Le parc de la Gatineau comprend nombre de grandes
propriétés qui pourraient faire l'objet d'énormes projets immobiliers, y
compris des centaines d'acres le long du chemin Kingsmere et dans la vallée du
ruisseau Meech. En outre, plusieurs terrains autour des lacs Meech et Kingsmere
pourraient accueillir de nouveaux projets domiciliaires, si la mesure de madame
Turmel est adoptée sans modifications. Depuis 1992, 125 nouvelles maisons ont
été construites dans le parc.
La mesure déposée aujourd'hui est également en conflit
avec l'article 14 de la Loi sur la capitale nationale, qui stipule que la CCN
peut recourir à l'expropriation de terrains privés lorsque cela est nécessaire
aux fins de son mandat. " Comment la CCN pourrait-elle stopper la
construction de 100 nouvelles maisons dans le parc, si elle "ne peut porter
atteinte aux droits de propriété privée", comme le prévoit le projet de loi de
Mme Turmel ? " de dire M. Murray.
"De plus, ce projet de loi entrave le mandat national
de la CCN en exigeant que celle-ci coopère avec les autorités locales ", a déclaré M.
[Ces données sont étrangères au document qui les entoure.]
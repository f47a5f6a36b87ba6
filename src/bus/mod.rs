// SPDX-License-Identifier: MPL-2.0
//! Typed publish/subscribe channel between controllers.
//!
//! The bus lives on the UI context and is not `Send`. Delivery is
//! run-to-completion: a message is handed to every subscriber before any
//! message published in reaction to it. Handlers publish through an
//! [`Outbox`]; its contents are appended to the bus queue once the handler
//! returns, so no handler is ever re-entered while it is running.
//!
//! Subscription changes made during a delivery take effect on the next
//! message. A failing handler is logged and does not stop delivery to the
//! remaining subscribers.

pub mod messages;

pub use messages::{
    BusMessage, ChangePlaybackSpeed, ChangeVolume, Envelope, FullscreenChanged, MediaEnded,
    MediaItem, MediaLoaded, MediaSelected, Message, MessageKind, Outbox, PlaybackRateChanged,
    PlaybackStateChanged, PlaylistUpdated, ProgressUpdated, SeekTo, SetPlaybackCommand,
    StopPlayback, ToggleMute, VolumeChanged,
};

use crate::error::HandlerError;
use std::cell::{Cell, RefCell};
use std::collections::{HashMap, VecDeque};
use std::rc::Rc;

/// Upper bound on deliveries triggered by one outermost publish.
///
/// Reaching it means two handlers keep answering each other; the remaining
/// queue is dropped and an error is logged.
pub const MAX_DELIVERIES_PER_PUBLISH: usize = 4_096;

/// Identity of a subscriber, used for de-duplication and unsubscription.
#[derive(Debug, Clone, Copy, PartialEq, Eq, Hash, PartialOrd, Ord)]
pub struct SubscriberId(u64);

impl SubscriberId {
    /// The numeric identity, for logs and error payloads.
    #[must_use]
    pub fn raw(self) -> u64 {
        self.0
    }
}

type Handler = Box<dyn FnMut(&Envelope, &mut Outbox) -> Result<(), HandlerError>>;

struct Subscription {
    subscriber: SubscriberId,
    handler: RefCell<Handler>,
}

/// Outcome of a publish, counted over the whole cascade it triggered.
#[derive(Debug, Clone, Copy, Default, PartialEq, Eq)]
pub struct DeliveryReport {
    /// Handler invocations that returned `Ok`.
    pub delivered: usize,
    /// Handler invocations that returned an error.
    pub failed: usize,
    /// True when this publish was queued behind an in-progress delivery.
    pub deferred: bool,
}

/// UI-confined message bus.
#[derive(Default)]
pub struct MessageBus {
    routes: RefCell<HashMap<MessageKind, Vec<Rc<Subscription>>>>,
    queue: RefCell<VecDeque<Envelope>>,
    dispatching: Cell<bool>,
    next_subscriber: Cell<u64>,
}

impl std::fmt::Debug for MessageBus {
    fn fmt(&self, f: &mut std::fmt::Formatter<'_>) -> std::fmt::Result {
        f.debug_struct("MessageBus")
            .field("routes", &self.routes.borrow().len())
            .field("queued", &self.queue.borrow().len())
            .field("dispatching", &self.dispatching.get())
            .finish()
    }
}

/// Clears the dispatching flag even if a handler panics.
struct DispatchGuard<'a>(&'a Cell<bool>);

impl Drop for DispatchGuard<'_> {
    fn drop(&mut self) {
        self.0.set(false);
    }
}

impl MessageBus {
    #[must_use]
    pub fn new() -> Self {
        Self::default()
    }

    /// Allocates a fresh subscriber identity.
    pub fn register(&self) -> SubscriberId {
        let id = self.next_subscriber.get();
        self.next_subscriber.set(id + 1);
        SubscriberId(id)
    }

    /// Subscribes `handler` to messages of type `T`.
    ///
    /// Returns `false` (and keeps the existing handler) if `subscriber` is
    /// already subscribed to `T`.
    pub fn subscribe<T, F>(&self, subscriber: SubscriberId, mut handler: F) -> bool
    where
        T: Message,
        F: FnMut(&T, &mut Outbox) -> Result<(), HandlerError> + 'static,
    {
        let mut routes = self.routes.borrow_mut();
        let route = routes.entry(T::KIND).or_default();
        if route.iter().any(|s| s.subscriber == subscriber) {
            tracing::debug!(?subscriber, kind = ?T::KIND, "duplicate subscription ignored");
            return false;
        }

        let erased: Handler = Box::new(move |envelope, outbox| match envelope.get::<T>() {
            Some(message) => handler(message, outbox),
            None => Ok(()),
        });
        route.push(Rc::new(Subscription {
            subscriber,
            handler: RefCell::new(erased),
        }));
        true
    }

    /// Subscribes a method of a shared component without keeping it alive.
    ///
    /// The bus holds only a weak reference. If the component is dropped
    /// without unsubscribing, delivery fails with
    /// [`HandlerError::SubscriberGone`] and the stale subscription is pruned.
    pub fn subscribe_weak<T, S, F>(
        &self,
        subscriber: SubscriberId,
        target: &Rc<RefCell<S>>,
        mut handler: F,
    ) -> bool
    where
        T: Message,
        S: 'static,
        F: FnMut(&mut S, &T, &mut Outbox) + 'static,
    {
        let weak = Rc::downgrade(target);
        let raw = subscriber.raw();
        self.subscribe::<T, _>(subscriber, move |message, outbox| {
            let target = weak.upgrade().ok_or(HandlerError::SubscriberGone(raw))?;
            let mut target = target
                .try_borrow_mut()
                .map_err(|_| HandlerError::Busy(raw))?;
            handler(&mut target, message, outbox);
            Ok(())
        })
    }

    /// Removes every subscription held by `subscriber`. Returns how many were removed.
    pub fn unsubscribe_all(&self, subscriber: SubscriberId) -> usize {
        let mut removed = 0;
        let mut routes = self.routes.borrow_mut();
        for route in routes.values_mut() {
            let before = route.len();
            route.retain(|s| s.subscriber != subscriber);
            removed += before - route.len();
        }
        routes.retain(|_, route| !route.is_empty());
        if removed > 0 {
            tracing::debug!(?subscriber, removed, "unsubscribed");
        }
        removed
    }

    #[must_use]
    pub fn subscriber_count(&self, kind: MessageKind) -> usize {
        self.routes.borrow().get(&kind).map_or(0, Vec::len)
    }

    #[must_use]
    pub fn is_subscribed(&self, subscriber: SubscriberId, kind: MessageKind) -> bool {
        self.routes
            .borrow()
            .get(&kind)
            .is_some_and(|route| route.iter().any(|s| s.subscriber == subscriber))
    }

    /// Publishes one message.
    pub fn publish<T: Message>(&self, message: T) -> DeliveryReport {
        self.publish_envelope(Envelope::new(message))
    }

    /// Publishes everything in `outbox`, in order, as one cascade.
    pub fn publish_all(&self, outbox: &mut Outbox) -> DeliveryReport {
        self.queue.borrow_mut().extend(outbox.drain());
        self.run()
    }

    pub fn publish_envelope(&self, envelope: Envelope) -> DeliveryReport {
        self.queue.borrow_mut().push_back(envelope);
        self.run()
    }

    fn run(&self) -> DeliveryReport {
        if self.dispatching.replace(true) {
            return DeliveryReport {
                deferred: true,
                ..DeliveryReport::default()
            };
        }
        let _guard = DispatchGuard(&self.dispatching);

        let mut report = DeliveryReport::default();
        let mut deliveries = 0usize;
        while let Some(envelope) = self.next_queued() {
            let snapshot = self.route_snapshot(envelope.kind());
            for subscription in snapshot {
                deliveries += 1;
                if deliveries > MAX_DELIVERIES_PER_PUBLISH {
                    let dropped = self.queue.borrow_mut().drain(..).count();
                    tracing::error!(
                        kind = ?envelope.kind(),
                        dropped,
                        "message cascade exceeded delivery limit; dropping queue"
                    );
                    return report;
                }
                self.deliver(&subscription, &envelope, &mut report);
            }
        }
        report
    }

    fn deliver(&self, subscription: &Subscription, envelope: &Envelope, report: &mut DeliveryReport) {
        let mut outbox = Outbox::at(envelope.issued_at());
        let result = match subscription.handler.try_borrow_mut() {
            Ok(mut handler) => handler(envelope, &mut outbox),
            Err(_) => Err(HandlerError::Busy(subscription.subscriber.raw())),
        };

        match result {
            Ok(()) => report.delivered += 1,
            Err(HandlerError::SubscriberGone(raw)) => {
                report.failed += 1;
                tracing::warn!(
                    subscriber = raw,
                    kind = ?envelope.kind(),
                    "subscriber dropped without unsubscribing; pruning"
                );
                self.unsubscribe_all(subscription.subscriber);
            }
            Err(err) => {
                report.failed += 1;
                tracing::warn!(
                    subscriber = subscription.subscriber.raw(),
                    kind = ?envelope.kind(),
                    error = %err,
                    "message handler failed"
                );
            }
        }

        if !outbox.is_empty() {
            self.queue.borrow_mut().extend(outbox.drain());
        }
    }

    fn next_queued(&self) -> Option<Envelope> {
        self.queue.borrow_mut().pop_front()
    }

    fn route_snapshot(&self, kind: MessageKind) -> Vec<Rc<Subscription>> {
        self.routes.borrow().get(&kind).cloned().unwrap_or_default()
    }
}
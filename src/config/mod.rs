// SPDX-License-Identifier: MPL-2.0
//! This module handles the application's configuration, including loading and saving
//! user preferences to a `settings.toml` file.
//!
//! # Configuration Sections
//!
//! - `[general]` - Log level
//! - `[playback]` - Startup volume, rate, auto-advance, progress throttling
//! - `[fullscreen]` - Fullscreen control auto-hide settings
//! - `[engine]` - Opaque media engine options, passed through unmodified
//!
//! # Examples
//!
//! ```no_run
//! use media_shell::config::{self, Config};
//!
//! // Load existing configuration (returns tuple with optional warning)
//! let (mut config, _warning) = config::load();
//!
//! // Modify a setting
//! config.playback.auto_advance = Some(false);
//!
//! // Save the modified configuration
//! config::save(&config).expect("Failed to save config");
//! ```

pub mod defaults;
pub mod paths;

pub use defaults::*;

use crate::error::{Error, Result};
use serde::{Deserialize, Serialize};
use std::fs;
use std::path::{Path, PathBuf};
use std::time::Duration;

const CONFIG_FILE: &str = "settings.toml";

// =============================================================================
// Enums (shared between sections)
// =============================================================================

#[derive(Debug, Clone, Copy, Serialize, Deserialize, PartialEq, Eq, Default)]
#[serde(rename_all = "kebab-case")]
pub enum DeinterlaceMode {
    #[default]
    Off,
    Blend,
    Yadif,
}

// =============================================================================
// Section Structs
// =============================================================================

/// General application settings.
#[derive(Debug, Clone, Serialize, Deserialize, PartialEq)]
pub struct GeneralConfig {
    /// Default tracing filter directive (e.g. "info", "media_shell=debug").
    /// `RUST_LOG` takes precedence when set.
    #[serde(default = "default_log_level", skip_serializing_if = "Option::is_none")]
    pub log_level: Option<String>,
}

impl Default for GeneralConfig {
    fn default() -> Self {
        Self {
            log_level: default_log_level(),
        }
    }
}

/// Playback settings applied when the shell starts.
#[derive(Debug, Clone, Serialize, Deserialize, PartialEq)]
pub struct PlaybackConfig {
    /// Startup volume (0 to 100).
    #[serde(default = "default_volume", skip_serializing_if = "Option::is_none")]
    pub volume: Option<u8>,

    /// Startup index into the playback rate table.
    #[serde(default = "default_rate_index", skip_serializing_if = "Option::is_none")]
    pub rate_index: Option<usize>,

    /// Advance to the next playlist entry when the current media ends.
    #[serde(default = "default_auto_advance", skip_serializing_if = "Option::is_none")]
    pub auto_advance: Option<bool>,

    /// Minimum spacing between applied engine time updates (ms).
    #[serde(
        default = "default_time_update_interval_ms",
        skip_serializing_if = "Option::is_none"
    )]
    pub time_update_interval_ms: Option<u64>,
}

impl Default for PlaybackConfig {
    fn default() -> Self {
        Self {
            volume: default_volume(),
            rate_index: default_rate_index(),
            auto_advance: default_auto_advance(),
            time_update_interval_ms: default_time_update_interval_ms(),
        }
    }
}

impl PlaybackConfig {
    /// Returns the time update interval, clamped to the supported range.
    #[must_use]
    pub fn time_update_interval(&self) -> Duration {
        let ms = self
            .time_update_interval_ms
            .unwrap_or(DEFAULT_TIME_UPDATE_INTERVAL_MS)
            .clamp(MIN_TIME_UPDATE_INTERVAL_MS, MAX_TIME_UPDATE_INTERVAL_MS);
        Duration::from_millis(ms)
    }
}

/// Fullscreen control settings.
#[derive(Debug, Clone, Serialize, Deserialize, PartialEq)]
pub struct FullscreenConfig {
    /// Auto-hide timeout for fullscreen controls (seconds).
    #[serde(
        default = "default_overlay_timeout_secs",
        skip_serializing_if = "Option::is_none"
    )]
    pub overlay_timeout_secs: Option<u32>,
}

impl Default for FullscreenConfig {
    fn default() -> Self {
        Self {
            overlay_timeout_secs: default_overlay_timeout_secs(),
        }
    }
}

/// Media engine options.
///
/// The shell never interprets these; they are handed to the engine adapter
/// as-is at initialization time.
#[derive(Debug, Clone, Serialize, Deserialize, PartialEq)]
pub struct EngineConfig {
    /// Use GPU-accelerated decoding when available.
    #[serde(default = "default_true")]
    pub hardware_acceleration: bool,

    /// Network stream cache (ms).
    #[serde(default = "default_network_cache_ms")]
    pub network_cache_ms: u32,

    /// Local file cache (ms).
    #[serde(default = "default_file_cache_ms")]
    pub file_cache_ms: u32,

    /// Deinterlacing filter.
    #[serde(default)]
    pub deinterlace: DeinterlaceMode,

    /// Raw engine options appended after the named ones.
    #[serde(default, skip_serializing_if = "Vec::is_empty")]
    pub extra_options: Vec<String>,
}

impl Default for EngineConfig {
    fn default() -> Self {
        Self {
            hardware_acceleration: true,
            network_cache_ms: DEFAULT_NETWORK_CACHE_MS,
            file_cache_ms: DEFAULT_FILE_CACHE_MS,
            deinterlace: DeinterlaceMode::Off,
            extra_options: Vec::new(),
        }
    }
}

impl EngineConfig {
    /// Returns the reduced configuration used after an initialization failure:
    /// software decoding, no filters, no raw options. Cache sizes are kept.
    #[must_use]
    pub fn degraded(&self) -> Self {
        Self {
            hardware_acceleration: false,
            network_cache_ms: self.network_cache_ms,
            file_cache_ms: self.file_cache_ms,
            deinterlace: DeinterlaceMode::Off,
            extra_options: Vec::new(),
        }
    }
}

// =============================================================================
// Main Config Struct (Sectioned)
// =============================================================================

/// Application configuration with logical sections.
#[derive(Debug, Clone, Serialize, Deserialize, PartialEq, Default)]
pub struct Config {
    #[serde(default)]
    pub general: GeneralConfig,

    #[serde(default)]
    pub playback: PlaybackConfig,

    #[serde(default)]
    pub fullscreen: FullscreenConfig,

    #[serde(default)]
    pub engine: EngineConfig,
}

// =============================================================================
// Default Value Functions
// =============================================================================

fn default_true() -> bool {
    true
}

fn default_log_level() -> Option<String> {
    Some("info".to_string())
}

fn default_volume() -> Option<u8> {
    Some(DEFAULT_VOLUME)
}

fn default_rate_index() -> Option<usize> {
    Some(DEFAULT_RATE_INDEX)
}

fn default_auto_advance() -> Option<bool> {
    Some(true)
}

fn default_time_update_interval_ms() -> Option<u64> {
    Some(DEFAULT_TIME_UPDATE_INTERVAL_MS)
}

fn default_overlay_timeout_secs() -> Option<u32> {
    Some(DEFAULT_OVERLAY_TIMEOUT_SECS)
}

fn default_network_cache_ms() -> u32 {
    DEFAULT_NETWORK_CACHE_MS
}

fn default_file_cache_ms() -> u32 {
    DEFAULT_FILE_CACHE_MS
}

// =============================================================================
// Load / Save
// =============================================================================

fn config_path_with_override(base_dir: Option<PathBuf>) -> Option<PathBuf> {
    paths::config_dir_with_override(base_dir).map(|mut path| {
        path.push(CONFIG_FILE);
        path
    })
}

/// Loads the configuration from the default path.
///
/// Returns a tuple of (config, optional_warning). If loading fails, returns
/// default config with a warning message explaining what went wrong.
pub fn load() -> (Config, Option<String>) {
    load_with_override(None)
}

/// Loads the configuration from a custom directory.
pub fn load_with_override(base_dir: Option<PathBuf>) -> (Config, Option<String>) {
    if let Some(path) = config_path_with_override(base_dir) {
        if path.exists() {
            match load_from_path(&path) {
                Ok(config) => return (config, None),
                Err(err) => {
                    tracing::warn!(path = %path.display(), %err, "falling back to default config");
                    return (
                        Config::default(),
                        Some("notification-config-load-error".to_string()),
                    );
                }
            }
        }
    }
    (Config::default(), None)
}

/// Loads configuration from a specific path.
pub fn load_from_path(path: &Path) -> Result<Config> {
    let content = fs::read_to_string(path)?;
    Ok(toml::from_str(&content)?)
}

/// Saves the configuration to the default path.
pub fn save(config: &Config) -> Result<()> {
    save_with_override(config, None)
}

/// Saves the configuration into a custom directory.
pub fn save_with_override(config: &Config, base_dir: Option<PathBuf>) -> Result<()> {
    let path = config_path_with_override(base_dir)
        .ok_or_else(|| Error::Config("config directory unavailable".to_string()))?;
    save_to_path(config, &path)
}

/// Saves configuration to a specific path, creating parent directories.
pub fn save_to_path(config: &Config, path: &Path) -> Result<()> {
    if let Some(parent) = path.parent() {
        fs::create_dir_all(parent)?;
    }
    let content = toml::to_string_pretty(config)?;
    fs::write(path, content)?;
    Ok(())
}
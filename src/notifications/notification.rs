// SPDX-License-Identifier: MPL-2.0
//! Notification data and severity levels.

use std::time::{Duration, Instant};

/// Unique identifier for a notification.
#[derive(Debug, Clone, Copy, PartialEq, Eq, Hash)]
pub struct NotificationId(u64);

impl NotificationId {
    pub fn new() -> Self {
        use std::sync::atomic::{AtomicU64, Ordering};
        static COUNTER: AtomicU64 = AtomicU64::new(0);
        Self(COUNTER.fetch_add(1, Ordering::Relaxed))
    }
}

impl Default for NotificationId {
    fn default() -> Self {
        Self::new()
    }
}

#[derive(Debug, Clone, Copy, PartialEq, Eq, Default)]
pub enum Severity {
    #[default]
    Info,
    Success,
    Warning,
    /// Stays until dismissed.
    Error,
}

impl Severity {
    /// How long a notification of this severity stays visible, if it auto-dismisses.
    #[must_use]
    pub fn auto_dismiss_duration(self) -> Option<Duration> {
        match self {
            Severity::Success | Severity::Info => Some(Duration::from_secs(3)),
            Severity::Warning => Some(Duration::from_secs(5)),
            Severity::Error => None,
        }
    }
}

/// A diagnostic shown to the user.
///
/// `message_key` is a stable identifier (e.g. `notification-engine-degraded`);
/// turning it into text is the presentation layer's concern.
#[derive(Debug, Clone)]
pub struct Notification {
    id: NotificationId,
    severity: Severity,
    message_key: String,
    message_args: Vec<(String, String)>,
    created_at: Instant,
}

impl Notification {
    pub fn new(severity: Severity, message_key: impl Into<String>) -> Self {
        Self {
            id: NotificationId::new(),
            severity,
            message_key: message_key.into(),
            message_args: Vec::new(),
            created_at: Instant::now(),
        }
    }

    pub fn info(message_key: impl Into<String>) -> Self {
        Self::new(Severity::Info, message_key)
    }

    pub fn success(message_key: impl Into<String>) -> Self {
        Self::new(Severity::Success, message_key)
    }

    pub fn warning(message_key: impl Into<String>) -> Self {
        Self::new(Severity::Warning, message_key)
    }

    pub fn error(message_key: impl Into<String>) -> Self {
        Self::new(Severity::Error, message_key)
    }

    #[must_use]
    pub fn with_arg(mut self, key: impl Into<String>, value: impl Into<String>) -> Self {
        self.message_args.push((key.into(), value.into()));
        self
    }

    /// Overrides the creation time. Used to replay or backdate notifications.
    #[must_use]
    pub fn created(mut self, at: Instant) -> Self {
        self.created_at = at;
        self
    }

    #[must_use]
    pub fn id(&self) -> NotificationId {
        self.id
    }

    #[must_use]
    pub fn severity(&self) -> Severity {
        self.severity
    }

    #[must_use]
    pub fn message_key(&self) -> &str {
        &self.message_key
    }

    #[must_use]
    pub fn message_args(&self) -> &[(String, String)] {
        &self.message_args
    }

    #[must_use]
    pub fn created_at(&self) -> Instant {
        self.created_at
    }

    /// Returns true once the notification has outlived its severity's duration.
    #[must_use]
    pub fn should_auto_dismiss(&self, now: Instant) -> bool {
        self.severity
            .auto_dismiss_duration()
            .is_some_and(|d| now.saturating_duration_since(self.created_at) >= d)
    }
}
// SPDX-License-Identifier: MPL-2.0
//! Presentation host port.
//!
//! The window/layout layer owns two surfaces that can host the transport
//! bar: the windowed layout and the fullscreen surface. The application
//! controller tells the host where the bar lives; the host does the
//! relocation. Every operation is explicit so no controller needs to reach
//! into another's internals to show or hide anything.

use crate::error::HostError;
use std::cell::RefCell;
use std::rc::Rc;

/// Window/layout layer, as seen by the application controller.
pub trait PresentationHost {
    /// Attaches a transport bar bound to the shared state onto the fullscreen surface.
    ///
    /// Returns once the bar is attached, so the caller can hide the windowed one.
    ///
    /// # Errors
    ///
    /// Returns a [`HostError`] if the fullscreen surface cannot take the bar.
    /// The windowed bar must stay visible in that case.
    fn attach_fullscreen_transport(&mut self) -> Result<(), HostError>;

    /// Removes the transport bar from the fullscreen surface. Idempotent.
    fn clear_fullscreen_transport(&mut self);

    /// Shows or hides the transport bar in the windowed layout.
    fn set_windowed_transport_visible(&mut self, visible: bool);
}

/// Step recorded by [`HeadlessHost`].
#[derive(Debug, Clone, Copy, PartialEq, Eq)]
pub enum HostEvent {
    FullscreenAttached,
    FullscreenAttachFailed,
    FullscreenCleared,
    WindowedShown,
    WindowedHidden,
}

#[derive(Debug)]
struct HeadlessLayout {
    windowed_visible: bool,
    fullscreen_attached: bool,
    fail_attach: bool,
    /// Set if the bar was ever hosted nowhere.
    gap_observed: bool,
    events: Vec<HostEvent>,
}

impl HeadlessLayout {
    fn record(&mut self, event: HostEvent) {
        self.events.push(event);
        if !self.windowed_visible && !self.fullscreen_attached {
            self.gap_observed = true;
        }
    }
}

/// Host without a window, for the demo binary and tests.
///
/// Clones share the same layout, so a test can keep one clone to inspect
/// what the application controller did with the other.
#[derive(Debug, Clone)]
pub struct HeadlessHost(Rc<RefCell<HeadlessLayout>>);

impl Default for HeadlessHost {
    fn default() -> Self {
        Self::new()
    }
}

impl HeadlessHost {
    #[must_use]
    pub fn new() -> Self {
        Self(Rc::new(RefCell::new(HeadlessLayout {
            windowed_visible: true,
            fullscreen_attached: false,
            fail_attach: false,
            gap_observed: false,
            events: Vec::new(),
        })))
    }

    /// Makes subsequent fullscreen attaches fail.
    pub fn set_fail_attach(&self, fail: bool) {
        self.0.borrow_mut().fail_attach = fail;
    }

    #[must_use]
    pub fn windowed_visible(&self) -> bool {
        self.0.borrow().windowed_visible
    }

    #[must_use]
    pub fn fullscreen_attached(&self) -> bool {
        self.0.borrow().fullscreen_attached
    }

    /// True if at any point neither surface showed the transport bar.
    #[must_use]
    pub fn gap_observed(&self) -> bool {
        self.0.borrow().gap_observed
    }

    #[must_use]
    pub fn events(&self) -> Vec<HostEvent> {
        self.0.borrow().events.clone()
    }
}

impl PresentationHost for HeadlessHost {
    fn attach_fullscreen_transport(&mut self) -> Result<(), HostError> {
        let mut layout = self.0.borrow_mut();
        if layout.fail_attach {
            layout.record(HostEvent::FullscreenAttachFailed);
            return Err(HostError::SurfaceUnavailable);
        }
        layout.fullscreen_attached = true;
        layout.record(HostEvent::FullscreenAttached);
        Ok(())
    }

    fn clear_fullscreen_transport(&mut self) {
        let mut layout = self.0.borrow_mut();
        if !layout.fullscreen_attached {
            return;
        }
        layout.fullscreen_attached = false;
        layout.record(HostEvent::FullscreenCleared);
    }

    fn set_windowed_transport_visible(&mut self, visible: bool) {
        let mut layout = self.0.borrow_mut();
        if layout.windowed_visible == visible {
            return;
        }
        layout.windowed_visible = visible;
        layout.record(if visible {
            HostEvent::WindowedShown
        } else {
            HostEvent::WindowedHidden
        });
    }
}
Murray. " C'est totalement inacceptable, puisque cela permettra aux
gouvernements municipaux de miner le parc, par exemple, en émettant plus de permis
de construction, en empêchant la CCN de fermer des routes comme Gamelin ou de mettre
un terme à des activités comme la motoneige dans le parc", de dire M. Murray. "
Cela transfère effectivement aux autorités locales la gestion du parc de la
Gatineau ", a-t-il ajouté.
Par ailleurs, ce projet de loi ne comprend aucun
mécanisme de consultation publique, il passe complètement sous silence la
question de l'intégrité territoriale du Québec, et il ne fait pas de la
conservation la première priorité de gestion du Parc, comme l'exigent les
écologistes et comme le prévoit la Loi sur les parcs nationaux.
Nous soulignons que le projet de loi de Mme Turmel satisfait
plusieurs des critères essentiels à la protection du parc : il accorde au Parlement
le dernier mot sur tout changement à ses limites; il consacre le parc aux générations
futures; et il lui donne un mandat exigeant la conservation des écosystèmes.
Néanmoins, et malheureusement, son enchâssement de droits de propriété privé
mine l'évolution du parc de la Gatineau en tant qu'aire de conservation voué à
l'agrément du public.
Le CPPG est d'avis que l'article consacrant les droits
de propriété privée dans le parc de la Gatineau doit être modifié comme suit: "
La Commission de la capitale nationale ne peut porter atteinte aux droits de
propriété privée des résidents du parc de la Gatineau, à moins que ces droits n'entrent
en conflit avec le plan directeur du parc ou la Loi sur la capitale nationale ".
Par ailleurs, nous demandons que l'article obligeant la CCN à coopérer avec les
autorités locales soit supprimé ou modifié afin de permettre à l'agence d'avoir
le dernier mot sur la gestion du parc.
Le CPPG est le groupe qui a convaincu les
parlementaires du Sénat et de la Chambre des communes de déposer des mesures
législatives pour protéger le parc de la Gatineau. Il a également conçu tous les
projets de loi d'initiative parlementaire préalablement déposés sur le sujet.